EMB tracks the J.P. Morgan EMBI Global Core Index, a market-cap-weighted index. Potential investors should note that since it is a cap-weighted index, countries with greater debt will have a larger position in the portfolio.

“Emerging-markets economies face a lot of idiosyncratic risks, and the bonds issued by their governments and agencies perform more like high-yield corporate issues than U.S. Treasuries,” writes Morningstar analyst Neal Kosciulek. “They are more sensitive to credit risk and suffer more severe drawdowns.”

Were the dollar to weaken, EMB’s appeal could be enhanced. A stabilizing dollar outlook also diminishes the danger of taking on emerging currency exposure, which has historically acted as a large source of volatility for investors investing in local-currency-denominated emerging market debt.

Considering EMB

“Emerging-markets government bonds tend to offer higher yields relative to developed- markets government bonds, given their additional credit risk,” notes Kosciulek. “The strategy’s market-value-weighted approach relies upon other market participants to set bond prices, free-riding off the market’s collective wisdom and following trends in the issuance of new index-eligible bonds to determine the identities and weights of its holdings.”

Even before the pandemic-induce selling, emerging economies like Venezuela, Argentina and Lebanon were already at risk of defaulting on sovereign bonds. In recent weeks, Zambia and Ecuador have also moved toward restructuring debt.

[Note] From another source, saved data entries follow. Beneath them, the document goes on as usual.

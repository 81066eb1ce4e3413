use polars::prelude::PolarsError;
use thiserror::Error;

pub type Result<T> = std::result::Result<T, PbpError>;

#[derive(Error, Debug)]
pub enum PbpError {
    #[error("input is missing required column '{0}'")]
    MissingColumn(String),
    #[error("polars error: {0}")]
    Polars(#[from] PolarsError),
    #[error("io error: {0}")]
    Io(#[from] std::io::Error),
    #[error("invalid duration bounds '{0}', expected something like '90,180'")]
    InvalidBounds(String),
    #[error("unrecognized input layout, found columns {0:?}")]
    UnknownLayout(Vec<String>),
}
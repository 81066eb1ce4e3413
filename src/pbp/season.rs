/// Season year from a stats game id.
///
/// Ids are `LLTYYNNNNN`: league (`00` NBA, `10` WNBA, `20` G League), game
/// type, two-digit season year and game number. Ids that went through a
/// numeric column lose their leading zeros, so shorter all-digit ids are
/// padded back to ten characters first.
pub fn from_game_id(game_id: &str) -> Option<i32> {
    let id = game_id.trim();
    let id = id.strip_suffix(".0").unwrap_or(id);
    if id.is_empty() || id.len() > 10 || !id.chars().all(|c| c.is_ascii_digit()) {
        return None;
    }
    let id = format!("{:0>10}", id);
    if !matches!(&id[0..2], "00" | "10" | "20") {
        return None;
    }
    let yy: i32 = id[3..5].parse().ok()?;
    Some(if yy >= 90 { 1900 + yy } else { 2000 + yy })
}

/// First four-digit year at the start of a label such as `2014`, `2014.0`
/// or `2006-07`.
pub fn from_label(label: &str) -> Option<i32> {
    let label = label.trim();
    if label.len() < 4 || !label.is_char_boundary(4) {
        return None;
    }
    let (year, rest) = label.split_at(4);
    if !year.chars().all(|c| c.is_ascii_digit()) {
        return None;
    }
    if rest.chars().next().map_or(false, |c| c.is_ascii_digit()) {
        return None;
    }
    year.parse().ok()
}

/// Season from a per-team export name: `wnba_2014_Aces_pbp.csv`,
/// `Celtics_2006-07_pbp.csv`, `2006-07_Celtics_pbp.csv`.
pub fn from_file_name(name: &str) -> Option<i32> {
    let stem = name.rsplit(|c: char| c == '/' || c == '\\').next().unwrap_or(name);
    stem.split('_').find_map(from_label)
}

/// Season label column value when usable, otherwise the game id.
pub fn resolve(label: Option<&str>, game_id: &str) -> Option<i32> {
    label.and_then(from_label).or_else(|| from_game_id(game_id))
}
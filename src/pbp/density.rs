//! Event density checks: long silences between events and bursts of many
//! events logged in the same minute or two.
//!
//! Events are expected in time order, one game at a time.

use log::{info, warn};
use polars::prelude::*;

use super::error::Result;
use super::frame::{self, Game, PlayEvent, GAME_ID};
use super::wallclock::{forward_delta_secs, WallClock};

#[derive(Debug, Clone, PartialEq)]
pub struct LongGap {
    pub game_id: String,
    pub eventnum: Option<i64>,
    pub start_time: String,
    pub end_time: String,
    pub minutes: f64,
}

#[derive(Debug, Clone, PartialEq)]
pub struct EventBurst {
    pub game_id: String,
    pub eventnum_start: Option<i64>,
    pub eventnum_end: Option<i64>,
    pub event_count: usize,
    pub start_time: String,
    pub end_time: String,
}

/// Events of one game that carry a parsable wall clock.
fn timed(events: &[PlayEvent]) -> Vec<(&PlayEvent, WallClock)> {
    let timed: Vec<(&PlayEvent, WallClock)> = events
        .iter()
        .filter_map(|e| e.wall_clock.map(|wc| (e, wc)))
        .collect();
    let skipped = events.len() - timed.len();
    if skipped > 0 {
        let game = events.first().map(|e| e.game_id.as_str()).unwrap_or_default();
        warn!("game {}: skipped {} rows without a parsable time", game, skipped);
    }
    timed
}

fn time_text(event: &PlayEvent, wc: WallClock) -> String {
    event.wctimestring.clone().unwrap_or_else(|| wc.to_string())
}

/// Pairs `step` events apart whose forward gap is strictly longer than
/// `minutes_threshold`.
pub fn find_long_gaps(events: &[PlayEvent], minutes_threshold: i64, step: usize) -> Vec<LongGap> {
    let timed = timed(events);
    if step == 0 || step >= timed.len() {
        return Vec::new();
    }
    timed
        .iter()
        .zip(timed[step..].iter())
        .filter_map(|((start, a), (end, b))| {
            let secs = forward_delta_secs(*a, *b);
            if secs > minutes_threshold * 60 {
                Some(LongGap {
                    game_id: start.game_id.clone(),
                    eventnum: start.eventnum,
                    start_time: time_text(start, *a),
                    end_time: time_text(end, *b),
                    minutes: secs as f64 / 60.0,
                })
            } else {
                None
            }
        })
        .collect()
}

/// Every run of `window` consecutive events spanning at most
/// `minutes_threshold` minutes.
pub fn find_event_bursts(events: &[PlayEvent], minutes_threshold: i64, window: usize) -> Vec<EventBurst> {
    let timed = timed(events);
    if window == 0 || window > timed.len() {
        return Vec::new();
    }
    timed
        .windows(window)
        .filter_map(|w| {
            let (start, a) = w[0];
            let (end, b) = w[window - 1];
            if forward_delta_secs(a, b) <= minutes_threshold * 60 {
                Some(EventBurst {
                    game_id: start.game_id.clone(),
                    eventnum_start: start.eventnum,
                    eventnum_end: end.eventnum,
                    event_count: window,
                    start_time: time_text(start, a),
                    end_time: time_text(end, b),
                })
            } else {
                None
            }
        })
        .collect()
}

#[derive(Debug, Clone, Copy)]
pub struct DensityOptions {
    pub gap_minutes: i64,
    pub gap_step: usize,
    pub burst_minutes: i64,
    pub burst_window: usize,
}

impl Default for DensityOptions {
    fn default() -> Self {
        DensityOptions {
            gap_minutes: 20,
            gap_step: 1,
            burst_minutes: 0,
            burst_window: 10,
        }
    }
}

pub fn long_gap_frame(rows: &[LongGap]) -> Result<DataFrame> {
    let df = DataFrame::new(vec![
        Column::new(GAME_ID.into(), rows.iter().map(|g| g.game_id.clone()).collect::<Vec<String>>()),
        Column::new("EVENTNUM".into(), rows.iter().map(|g| g.eventnum).collect::<Vec<Option<i64>>>()),
        Column::new("START_TIME".into(), rows.iter().map(|g| g.start_time.clone()).collect::<Vec<String>>()),
        Column::new("END_TIME".into(), rows.iter().map(|g| g.end_time.clone()).collect::<Vec<String>>()),
        Column::new("MIN_DIFF".into(), rows.iter().map(|g| g.minutes).collect::<Vec<f64>>()),
    ])?;
    Ok(df)
}

pub fn burst_frame(rows: &[EventBurst]) -> Result<DataFrame> {
    let df = DataFrame::new(vec![
        Column::new(GAME_ID.into(), rows.iter().map(|b| b.game_id.clone()).collect::<Vec<String>>()),
        Column::new("EVENTNUM_START".into(), rows.iter().map(|b| b.eventnum_start).collect::<Vec<Option<i64>>>()),
        Column::new("EVENTNUM_END".into(), rows.iter().map(|b| b.eventnum_end).collect::<Vec<Option<i64>>>()),
        Column::new("EVENT_COUNT".into(), rows.iter().map(|b| b.event_count as u32).collect::<Vec<u32>>()),
        Column::new("START_TIME".into(), rows.iter().map(|b| b.start_time.clone()).collect::<Vec<String>>()),
        Column::new("END_TIME".into(), rows.iter().map(|b| b.end_time.clone()).collect::<Vec<String>>()),
    ])?;
    Ok(df)
}

/// Long gaps and bursts over every game of a play-by-play frame, in file
/// order within each game.
pub fn densities(pbp: &DataFrame, options: &DensityOptions) -> Result<(DataFrame, DataFrame)> {
    let games: Vec<Game> = frame::games(pbp)?;
    let mut gaps = Vec::new();
    let mut bursts = Vec::new();
    for game in &games {
        gaps.extend(find_long_gaps(&game.events, options.gap_minutes, options.gap_step));
        bursts.extend(find_event_bursts(&game.events, options.burst_minutes, options.burst_window));
    }
    info!(
        "found {} long gaps and {} bursts across {} games",
        gaps.len(),
        bursts.len(),
        games.len()
    );
    Ok((long_gap_frame(&gaps)?, burst_frame(&bursts)?))
}
pub mod nba;
pub mod pbp;
fn marker_metrics(game: &Game) -> GameMetrics {
    let plays = game.sorted_by(|e| (e.period.unwrap_or(0), e.eventnum.is_none(), e.eventnum));
    let first_valid = plays.iter().find_map(|e| e.wall_clock);
    let last_valid = plays.iter().rev().find_map(|e| e.wall_clock);

    let start = first_flagged_time(&plays, &flags(&plays, events::GAME_START)).or(first_valid);
    let game_end = flags(&plays, events::GAME_END);
    let end = last_flagged_time(&plays, &game_end).or(last_valid);
    let game_duration_min = signed_delta_secs(start, end)
        .filter(|s| *s >= 0)
        .map(|s| s as f64 / 60.0);

    let timeout_mask = flags(&plays, events::TIMEOUT);
    let replay_mask = flags(&plays, events::REPLAY);

    let end_first_half = flags(&plays, events::END_FIRST_HALF);
    let start_second_half = flags(&plays, events::START_SECOND_HALF);
    let halftime_secs = if end_first_half.contains(&true) {
        signed_delta_secs(
            last_flagged_time(&plays, &end_first_half),
            first_flagged_time(&plays, &start_second_half),
        )
    } else {
        let end_second = flags(&plays, events::END_SECOND_PERIOD);
        let start_third = flags(&plays, events::START_THIRD_PERIOD);
        if end_second.contains(&true) && start_third.contains(&true) {
            signed_delta_secs(
                last_flagged_time(&plays, &end_second),
                first_flagged_time(&plays, &start_third),
            )
        } else {
            None
        }
    };

    let start_fourth = flags(&plays, events::START_FOURTH);
    let end_fourth = flags(&plays, events::END_FOURTH);
    let fourth_secs = if start_fourth.contains(&true) && end_fourth.contains(&true) {
        signed_delta_secs(
            first_flagged_time(&plays, &start_fourth),
            last_flagged_time(&plays, &end_fourth),
        )
    } else if start_second_half.contains(&true) && game_end.contains(&true) {
        // Halves era: the second half stands in for the fourth quarter.
        signed_delta_secs(
            first_flagged_time(&plays, &start_second_half),
            last_flagged_time(&plays, &game_end),
        )
    } else {
        None
    };

    GameMetrics {
        game_id: game.game_id.clone(),
        season: game.season(),
        game_duration_min,
        challenges: count(&flags(&plays, events::CHALLENGE)),
        timeouts: count(&timeout_mask),
        avg_timeout_len_sec: mean(&flagged_spans(&plays, &timeout_mask, TIMEOUT_WINDOW)),
        replays: count(&replay_mask),
        avg_replay_len_sec: mean(&flagged_spans(&plays, &replay_mask, REPLAY_WINDOW)),
        halftime_len_min: within(halftime_secs, HALFTIME_WINDOW).map(|s| s as f64 / 60.0),
        free_throws: count(&flags(&plays, events::FREE_THROW)),
        q4_len_min: within(fourth_secs, FOURTH_WINDOW).map(|s| s as f64 / 60.0),
        fouls: count(&flags(&plays, events::FOUL)),
    }
}
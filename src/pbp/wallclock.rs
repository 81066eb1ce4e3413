use chrono::{DateTime, NaiveDateTime, NaiveTime, Timelike};
use std::fmt;

const WC_FORMAT: &str = "%I:%M %p";
const DATETIME_FORMATS: [&str; 4] = [
    "%Y-%m-%d %H:%M:%S%.f",
    "%Y-%m-%dT%H:%M:%S%.f",
    "%Y-%m-%d %H:%M",
    "%Y-%m-%dT%H:%M",
];
const ZONE_TOKENS: [&str; 4] = ["EST", "EDT", "CST", "CDT"];

pub const SECS_PER_DAY: i64 = 24 * 60 * 60;
const HALF_DAY: i64 = SECS_PER_DAY / 2;

/// Time of day taken from a `WCTIMESTRING` cell ("8:24 PM", "10:02 pm EST").
/// The feed only carries minute resolution.
#[derive(Debug, Clone, Copy, PartialEq, Eq, PartialOrd, Ord, Hash)]
pub struct WallClock(NaiveTime);

impl WallClock {
    pub fn parse(raw: &str) -> Option<WallClock> {
        let mut cleaned = raw.trim().to_uppercase();
        if cleaned.is_empty() {
            return None;
        }
        for zone in ZONE_TOKENS {
            cleaned = cleaned.replace(zone, "");
        }
        let cleaned = cleaned.split_whitespace().collect::<Vec<&str>>().join(" ");
        NaiveTime::parse_from_str(&cleaned, WC_FORMAT).ok().map(WallClock)
    }

    /// Seconds since midnight.
    pub fn secs(&self) -> i64 {
        self.0.num_seconds_from_midnight() as i64
    }

    pub fn minutes(&self) -> i64 {
        self.secs() / 60
    }
}

impl fmt::Display for WallClock {
    fn fmt(&self, f: &mut fmt::Formatter) -> fmt::Result {
        write!(f, "{}", self.0.format("%-I:%M %p"))
    }
}

/// `end - start` in seconds. A result more than twelve hours negative is read
/// as the end falling on the next day; smaller negative values are kept.
pub fn signed_delta_secs(start: Option<WallClock>, end: Option<WallClock>) -> Option<i64> {
    let (start, end) = (start?, end?);
    let delta = end.secs() - start.secs();
    if delta < -HALF_DAY {
        Some(delta + SECS_PER_DAY)
    } else {
        Some(delta)
    }
}

/// `end - start` in seconds, rolling the end over midnight whenever it is
/// earlier than the start.
pub fn forward_delta_secs(start: WallClock, end: WallClock) -> i64 {
    let delta = end.secs() - start.secs();
    if delta < 0 {
        delta + SECS_PER_DAY
    } else {
        delta
    }
}

/// Seconds from the earliest to the latest time of a game. Times are placed
/// around the first one, so a game that crosses midnight rolls over once and
/// a row logged a minute early only widens the span by that minute.
pub fn wall_span_secs(times: &[WallClock]) -> Option<i64> {
    let anchor = *times.first()?;
    let offsets = times
        .iter()
        .filter_map(|t| signed_delta_secs(Some(anchor), Some(*t)));
    let (low, high) = offsets.fold((0, 0), |(lo, hi), d| (lo.min(d), hi.max(d)));
    Some(high - low)
}

/// Full timestamp cell ("2019-06-01 19:00:00", RFC 3339). Offsets are
/// folded into UTC.
pub fn parse_datetime(raw: &str) -> Option<NaiveDateTime> {
    let raw = raw.trim();
    if let Ok(dt) = DateTime::parse_from_rfc3339(raw) {
        return Some(dt.naive_utc());
    }
    DATETIME_FORMATS
        .iter()
        .find_map(|f| NaiveDateTime::parse_from_str(raw, f).ok())
}

/// Wall clock seconds made non-decreasing across a game. Every drop below the
/// previous value adds a day from that row on. Missing values carry the
/// previous value, or stay missing before the first parsed time.
pub fn monotonic_seconds(times: &[Option<WallClock>]) -> Vec<Option<i64>> {
    let mut day_offset = 0;
    let mut prev: Option<i64> = None;
    times
        .iter()
        .map(|t| match t {
            None => prev,
            Some(t) => {
                let mut secs = t.secs() + day_offset;
                if let Some(p) = prev {
                    if secs < p {
                        day_offset += SECS_PER_DAY;
                        secs = t.secs() + day_offset;
                    }
                }
                prev = Some(secs);
                prev
            }
        })
        .collect()
}
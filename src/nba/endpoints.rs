use crate::nba::params::*;
use anyhow::{anyhow, Result};
use log::{info, warn};
use polars::prelude::*;
use serde::Deserialize;
use serde_json::Value;
use std::thread;
use std::time::{Duration, Instant};

const NBA_BASE_URL: &str = "https://stats.nba.com/stats";

pub const PLAY_BY_PLAY: &str = "PlayByPlay";
pub const GAME_FINDER_RESULTS: &str = "LeagueGameFinderResults";

#[derive(Debug, Deserialize)]
struct StatsResponse {
    #[serde(rename = "resultSets")]
    result_sets: Vec<ResultSet>,
}

#[derive(Debug, Deserialize)]
struct ResultSet {
    name: String,
    headers: Vec<String>,
    #[serde(rename = "rowSet")]
    row_set: Vec<Vec<Value>>,
}

pub trait StatsEndpoint {
    fn endpoint_url(&self) -> String;

    fn send_request(&self) -> Result<Value> {
        fetch_nba_json(&self.endpoint_url())
    }

    /// One named result set of the response as a frame of string columns.
    fn load_frame(&self, result_set: &str) -> Result<DataFrame> {
        let json = self.send_request()?;
        result_set_frame(&json, result_set)
    }
}

pub struct PlayByPlayV2 {
    pub game_id: GameID,
    pub start_period: StartPeriod,
    pub end_period: EndPeriod,
}

impl PlayByPlayV2 {
    pub fn new(game_id: &str) -> Self {
        PlayByPlayV2 {
            game_id: GameID::ID(game_id.to_string()),
            start_period: StartPeriod::default(),
            end_period: EndPeriod::default(),
        }
    }
}

impl StatsEndpoint for PlayByPlayV2 {
    fn endpoint_url(&self) -> String {
        format!(
            "{}/playbyplayv2?{}&{}&{}",
            NBA_BASE_URL, self.game_id, self.start_period, self.end_period
        )
    }
}

pub struct LeagueGameFinder {
    pub league_id: LeagueID,
    pub season: Season,
    pub team_id: Option<TeamID>,
}

impl StatsEndpoint for LeagueGameFinder {
    fn endpoint_url(&self) -> String {
        let mut url = format!(
            "{}/leaguegamefinder?PlayerOrTeam=T&{}&{}",
            NBA_BASE_URL, self.league_id, self.season
        );
        if let Some(team) = &self.team_id {
            url.push_str(&format!("&{}", team));
        }
        url
    }
}

impl LeagueGameFinder {
    /// Distinct game ids in the order the finder lists them.
    pub fn game_ids(&self) -> Result<Vec<String>> {
        let games = self.load_frame(GAME_FINDER_RESULTS)?;
        let ids = games.column("GAME_ID")?.as_materialized_series().str()?.clone();
        let mut seen = Vec::new();
        for id in ids.into_iter().flatten() {
            if !seen.iter().any(|s: &String| s == id) {
                seen.push(id.to_string());
            }
        }
        Ok(seen)
    }
}

fn cell_text(value: &Value) -> Option<String> {
    match value {
        Value::Null => None,
        Value::String(s) => Some(s.clone()),
        other => Some(other.to_string()),
    }
}

/// Converts the `resultSets` entry called `name` into a frame with one string
/// column per header. Strings keep leading zeros and numbers are rendered
/// as JSON prints them.
pub fn result_set_frame(json: &Value, name: &str) -> Result<DataFrame> {
    let response: StatsResponse = serde_json::from_value(json.clone())?;
    let set = response
        .result_sets
        .into_iter()
        .find(|s| s.name == name)
        .ok_or_else(|| anyhow!("response has no result set named {}", name))?;
    let mut columns: Vec<Column> = Vec::with_capacity(set.headers.len());
    for (pos, header) in set.headers.iter().enumerate() {
        let values: Vec<Option<String>> = set
            .row_set
            .iter()
            .map(|row| row.get(pos).and_then(cell_text))
            .collect();
        columns.push(Column::new(header.as_str().into(), values));
    }
    Ok(DataFrame::new(columns)?)
}

#[derive(Debug, Clone)]
pub struct FetchOptions {
    /// Pause before each request; the stats site throttles fast clients.
    pub delay: Duration,
}

impl Default for FetchOptions {
    fn default() -> Self {
        FetchOptions {
            delay: Duration::from_secs(3),
        }
    }
}

/// Downloads the play-by-play of every game and stacks the rows. Games that
/// fail, come back empty, or carry a different header than the first game
/// are skipped with a warning.
pub fn fetch_games(game_ids: &[String], options: &FetchOptions) -> Result<DataFrame> {
    let load_start = Instant::now();
    let mut stacked: Option<DataFrame> = None;
    let mut fetched = 0;
    for (pos, game_id) in game_ids.iter().enumerate() {
        info!("{}/{} fetching play-by-play for game {}", pos + 1, game_ids.len(), game_id);
        if !options.delay.is_zero() {
            thread::sleep(options.delay);
        }
        let game = match PlayByPlayV2::new(game_id).load_frame(PLAY_BY_PLAY) {
            Ok(game) => game,
            Err(e) => {
                warn!("skipping game {}: {}", game_id, e);
                continue;
            }
        };
        if game.height() == 0 {
            warn!("game {} has no play-by-play rows, possibly a preseason game", game_id);
            continue;
        }
        match stacked.as_mut() {
            None => stacked = Some(game),
            Some(all) => {
                if all.get_column_names() != game.get_column_names() {
                    warn!("skipping game {}: its columns differ from the first game", game_id);
                    continue;
                }
                all.vstack_mut(&game)?;
            }
        }
        fetched += 1;
    }
    info!(
        "fetched {}/{} games in {:?}",
        fetched,
        game_ids.len(),
        load_start.elapsed()
    );
    stacked.ok_or_else(|| anyhow!("none of the {} games returned play-by-play rows", game_ids.len()))
}

fn fetch_nba_json(endpoint_url: &str) -> Result<Value> {
    let r = ureq::get(endpoint_url)
        .set("User-Agent", "Mozilla/5.0 (Windows NT 10.0; Win64; x64; rv:72.0) Gecko/20100101 Firefox/72.0")
        .set("Accept", "application/json, text/plain, */*")
        .set("Accept-Language", "en-US,en;q=0.5")
        .set("Connection", "keep-alive")
        .set("Origin", "https://www.nba.com")
        .set("Referer", "https://www.nba.com/")
        .set("Pragma", "no-cache")
        .set("Cache-Control", "no-cache")
        .timeout(Duration::from_secs(60))
        .call()?;
    Ok(r.into_json()?)
}

#[cfg(test)]
mod tests {
    use super::*;
    use serde_json::json;

    fn response() -> Value {
        json!({
            "resource": "playbyplay",
            "resultSets": [
                {
                    "name": "PlayByPlay",
                    "headers": ["GAME_ID", "EVENTNUM", "WCTIMESTRING", "HOMEDESCRIPTION"],
                    "rowSet": [
                        ["0021900001", 2, "8:11 PM", null],
                        ["0021900001", 4, "8:12 PM", "Jump Ball"]
                    ]
                },
                {"name": "AvailableVideo", "headers": ["VIDEO_AVAILABLE_FLAG"], "rowSet": [[1]]}
            ]
        })
    }

    #[test]
    fn result_set_becomes_string_frame() {
        let df = result_set_frame(&response(), PLAY_BY_PLAY).unwrap();
        assert_eq!(df.shape(), (2, 4));
        let ids = df.column("GAME_ID").unwrap().as_materialized_series().str().unwrap().clone();
        assert_eq!(ids.get(0), Some("0021900001"));
        let eventnums = df.column("EVENTNUM").unwrap().as_materialized_series().str().unwrap().clone();
        assert_eq!(eventnums.get(1), Some("4"));
        let home = df.column("HOMEDESCRIPTION").unwrap().as_materialized_series().str().unwrap().clone();
        assert_eq!(home.get(0), None);
    }

    #[test]
    fn missing_result_set_is_an_error() {
        assert!(result_set_frame(&response(), "BoxScore").is_err());
        assert!(result_set_frame(&json!({"message": "throttled"}), PLAY_BY_PLAY).is_err());
    }

    #[test]
    fn endpoint_urls() {
        let pbp = PlayByPlayV2::new("1021400001");
        assert_eq!(
            pbp.endpoint_url(),
            "https://stats.nba.com/stats/playbyplayv2?GameID=1021400001&StartPeriod=0&EndPeriod=0"
        );
        let finder = LeagueGameFinder {
            league_id: LeagueID::WNBA,
            season: Season::S("2014".to_string()),
            team_id: Some(TeamID::ID(1611661319)),
        };
        assert_eq!(
            finder.endpoint_url(),
            "https://stats.nba.com/stats/leaguegamefinder?PlayerOrTeam=T&LeagueID=10&Season=2014&TeamID=1611661319"
        );
    }
}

However, some investors see a buying opportunity in this oversold segment. It’s possible the JPMorgan’s Emerging Market Bond Index Global Diversified index could generate a 32% in dollar terms over five years after accounting for compound returns and assuming yields and currencies remain unchanged.

“Credit risk here is high. As of June 2020, about 60% of the fund’s assets were invested in investment-grade debt, with the bulk of the fund’s remaining assets rated below-investment-grade. Although this is about 15 percentage points overweight investment-grade debt relative to the category, it matches other market-value-weighted index funds,” according to Morningstar.

The research firm has a Silver rating on EMB. The fund has a 30-day SEC yield of 4.33% and charges 0.39% per year or $39 on a $10,000 investment.